/abnf

A Code Generator for ABNF Parsers

Primary LanguageGoMIT LicenseMIT

Augmented BNF for Syntax Specifications: ABNF

Local fork. Do not use, check upstream instead.

Internet technical specifications often need to define a formal syntax and are free to employ whatever notation their authors deem useful. Over the years, a modified version of Backus-Naur Form (BNF), called Augmented BNF (ABNF), has been popular among many Internet specifications. It balances compactness and simplicity with reasonable representational power.

RFC 5234

Contents

! []byte(...) should be UTF-8 encoded!

Function Generator

A way to generate the operators in memory.

g := ParserGenerator{
	RawABNF: rawABNF,
}
functions := g.GenerateABNFAsOperators()
// e.g. functions["ALPHA"]([]byte("a"))

Code Generator

Both the Core ABNF and the ABNF Definition contained within this package where created by the generator.

corePkg := externalABNF{
	operator:    true,
	packageName: "github.com/wttw/abnf/core",
}
g := Generator{
	PackageName:  "definition",
	RawABNF:      rawABNF,
	ExternalABNF: map[string]ExternalABNF{
		"ALPHA":  corePkg,
		"BIT":    corePkg,
		// etc.
	},
}
f := g.GenerateABNFAsAlternatives()
// e.g. ioutil.WriteFile("./definition/abnf_definition.go", []byte(fmt.Sprintf("%#v", f)), 0644)
(Currently) Not Supported
  • free-form prose
  • incremental alternatives

Core ABNF

"Core" rules that are used variously among higher-level rules. The "core" rules might be formed into a lexical analyzer or simply be part of the main ruleset.

Operators

Elements form a sequence of one or more rule names and/or value definitions, combined according to the various operators defined in this package, such as alternative and repetition.

HEXDIG

In the spec HEXDIG is case insensitive.
i.e. 0x6e != 0x6E

HEXDIG = DIGIT / "A" / "B" / "C" / "D" / "E" / "F"

In this implementation it is so that 0x6e == 0x6E.

HEXDIG = DIGIT / "A" / "B" / "C" / "D" / "E" / "F"
               / "a" / "b" / "c" / "d" / "e" / "f"

EOL

Text files created on DOS/Windows machines have different line endings than files created on Unix/Linux. DOS uses carriage return and line feed (\r\n) as a line ending, which Unix uses just line feed (\n).

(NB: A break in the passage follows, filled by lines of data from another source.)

//! Configuration file watcher for hot reload.
//!
//! Only the limiter's rate, burst and switch are applied live, with the
//! command-line overrides re-applied on top. Changes to any other section
//! need a restart and are logged as ignored.

use std::path::{Path, PathBuf};
use std::sync::Arc;
use std::time::Duration;

use notify::{Config, Event, RecommendedWatcher, RecursiveMode, Watcher};
use tokio::sync::{broadcast, mpsc};

use crate::config::loader::load_config;
use crate::config::schema::{LimiterOverrides, ServiceConfig};
use crate::config::validation::validate_config;
use crate::security::rate_limit::RateLimiter;

/// A watcher that monitors the configuration file for changes.
pub struct ConfigWatcher {
    path: PathBuf,
    update_tx: mpsc::UnboundedSender<ServiceConfig>,
}

impl ConfigWatcher {
    /// Returns the watcher and a receiver for validated configuration updates.
    pub fn new(path: &Path) -> (Self, mpsc::UnboundedReceiver<ServiceConfig>) {
        let (update_tx, update_rx) = mpsc::unbounded_channel();
        (
            Self {
                path: path.to_path_buf(),
                update_tx,
            },
            update_rx,
        )
    }

    /// Start watching. Dropping the returned handle stops the watch.
    pub fn run(self) -> Result<RecommendedWatcher, notify::Error> {
        let tx = self.update_tx;
        let path = self.path.clone();

        let mut watcher = RecommendedWatcher::new(
            move |res: notify::Result<Event>| match res {
                Ok(event) if event.kind.is_modify() || event.kind.is_create() => {
                    tracing::info!(path = ?path, "Config file change detected, reloading");
                    match load_config(&path) {
                        Ok(config) => {
                            let _ = tx.send(config);
                        }
                        Err(e) => {
                            tracing::error!(error = %e, "Failed to reload config, keeping current settings");
                        }
                    }
                }
                Ok(_) => {}
                Err(e) => tracing::error!(error = ?e, "Watch error"),
            },
            Config::default().with_poll_interval(Duration::from_secs(2)),
        )?;

        watcher.watch(&self.path, RecursiveMode::NonRecursive)?;

        tracing::info!(path = ?self.path, "Config watcher started");
        Ok(watcher)
    }
}

/// Sections of `next` that differ from `current` but only take effect on
/// restart.
pub fn restart_only_changes(current: &ServiceConfig, next: &ServiceConfig) -> Vec<&'static str> {
    let mut changed = Vec::new();
    if current.listener != next.listener {
        changed.push("listener");
    }
    if current.environment != next.environment {
        changed.push("environment");
    }
    if current.limiter.sweep_interval_secs != next.limiter.sweep_interval_secs {
        changed.push("limiter.sweep_interval_secs");
    }
    if current.limiter.trust_proxy_headers != next.limiter.trust_proxy_headers {
        changed.push("limiter.trust_proxy_headers");
    }
    if current.lifecycle != next.lifecycle {
        changed.push("lifecycle");
    }
    if current.tokens != next.tokens {
        changed.push("tokens");
    }
    if current.timeouts != next.timeouts {
        changed.push("timeouts");
    }
    if current.observability != next.observability {
        changed.push("observability");
    }
    changed
}

/// Applies reloaded configuration to a running limiter.
pub struct LimiterReload {
    limiter: Arc<RateLimiter>,
    running: ServiceConfig,
    overrides: LimiterOverrides,
}

impl LimiterReload {
    /// `running` is the configuration the service started with, overrides
    /// included.
    pub fn new(
        limiter: Arc<RateLimiter>,
        running: ServiceConfig,
        overrides: LimiterOverrides,
    ) -> Self {
        Self {
            limiter,
            running,
            overrides,
        }
    }

    /// Apply one reloaded file. Returns the restart-only sections that were
    /// ignored.
    pub fn apply(&mut self, mut next: ServiceConfig) -> Vec<&'static str> {
        self.overrides.apply(&mut next.limiter);
        if let Err(errors) = validate_config(&next) {
            for error in &errors {
                tracing::error!(
                    field = error.field,
                    error = %error.message,
                    "Reloaded config invalid with overrides, keeping current settings"
                );
            }
            return Vec::new();
        }

        let ignored = restart_only_changes(&self.running, &next);
        for section in &ignored {
            tracing::warn!(section, "Config change needs a restart, ignored");
        }

        let limits = &next.limiter;
        self.limiter
            .configure(limits.requests_per_second, limits.burst, limits.enabled);
        tracing::info!(
            rps = limits.requests_per_second,
            burst = limits.burst,
            enabled = limits.enabled,
            "Limiter settings reloaded"
        );

        self.running.limiter.requests_per_second = limits.requests_per_second;
        self.running.limiter.burst = limits.burst;
        self.running.limiter.enabled = limits.enabled;
        ignored
    }

    /// Apply updates until the channel closes or shutdown fires.
    pub async fn run(
        mut self,
        mut updates: mpsc::UnboundedReceiver<ServiceConfig>,
        mut shutdown: broadcast::Receiver<()>,
    ) {
        loop {
            tokio::select! {
                update = updates.recv() => {
                    let Some(config) = update else { return };
                    self.apply(config);
                }
                _ = shutdown.recv() => {
                    tracing::debug!("Config reload loop stopping");
                    return;
                }
            }
        }
    }
}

This is why this package also allows LF which is NOT compliant with the specification.

CRLF = CR LF / LF

Operator Precedence

RFC 5234 3.10

highest

  1. Rule name, prose-val, Terminal value
  2. Comment
  3. Value range
  4. Repetition
  5. Grouping, Optional
  6. Concatenation
  7. Alternative

lowest

Automation

It is possible to specify a configuration using a YAML file to automate the code generation. To install the command:

go install github.com/wttw/abnf/cmd/abnf@latest
abnf generate

The generate command expects to find an abnf.yml file in its working directory. This YAML file defines and controls the code generation. To specify a different YAML file:

 abnf -f ./path/to/foo.yml generate

Creation of an empty YAML file is done by invoking the init function.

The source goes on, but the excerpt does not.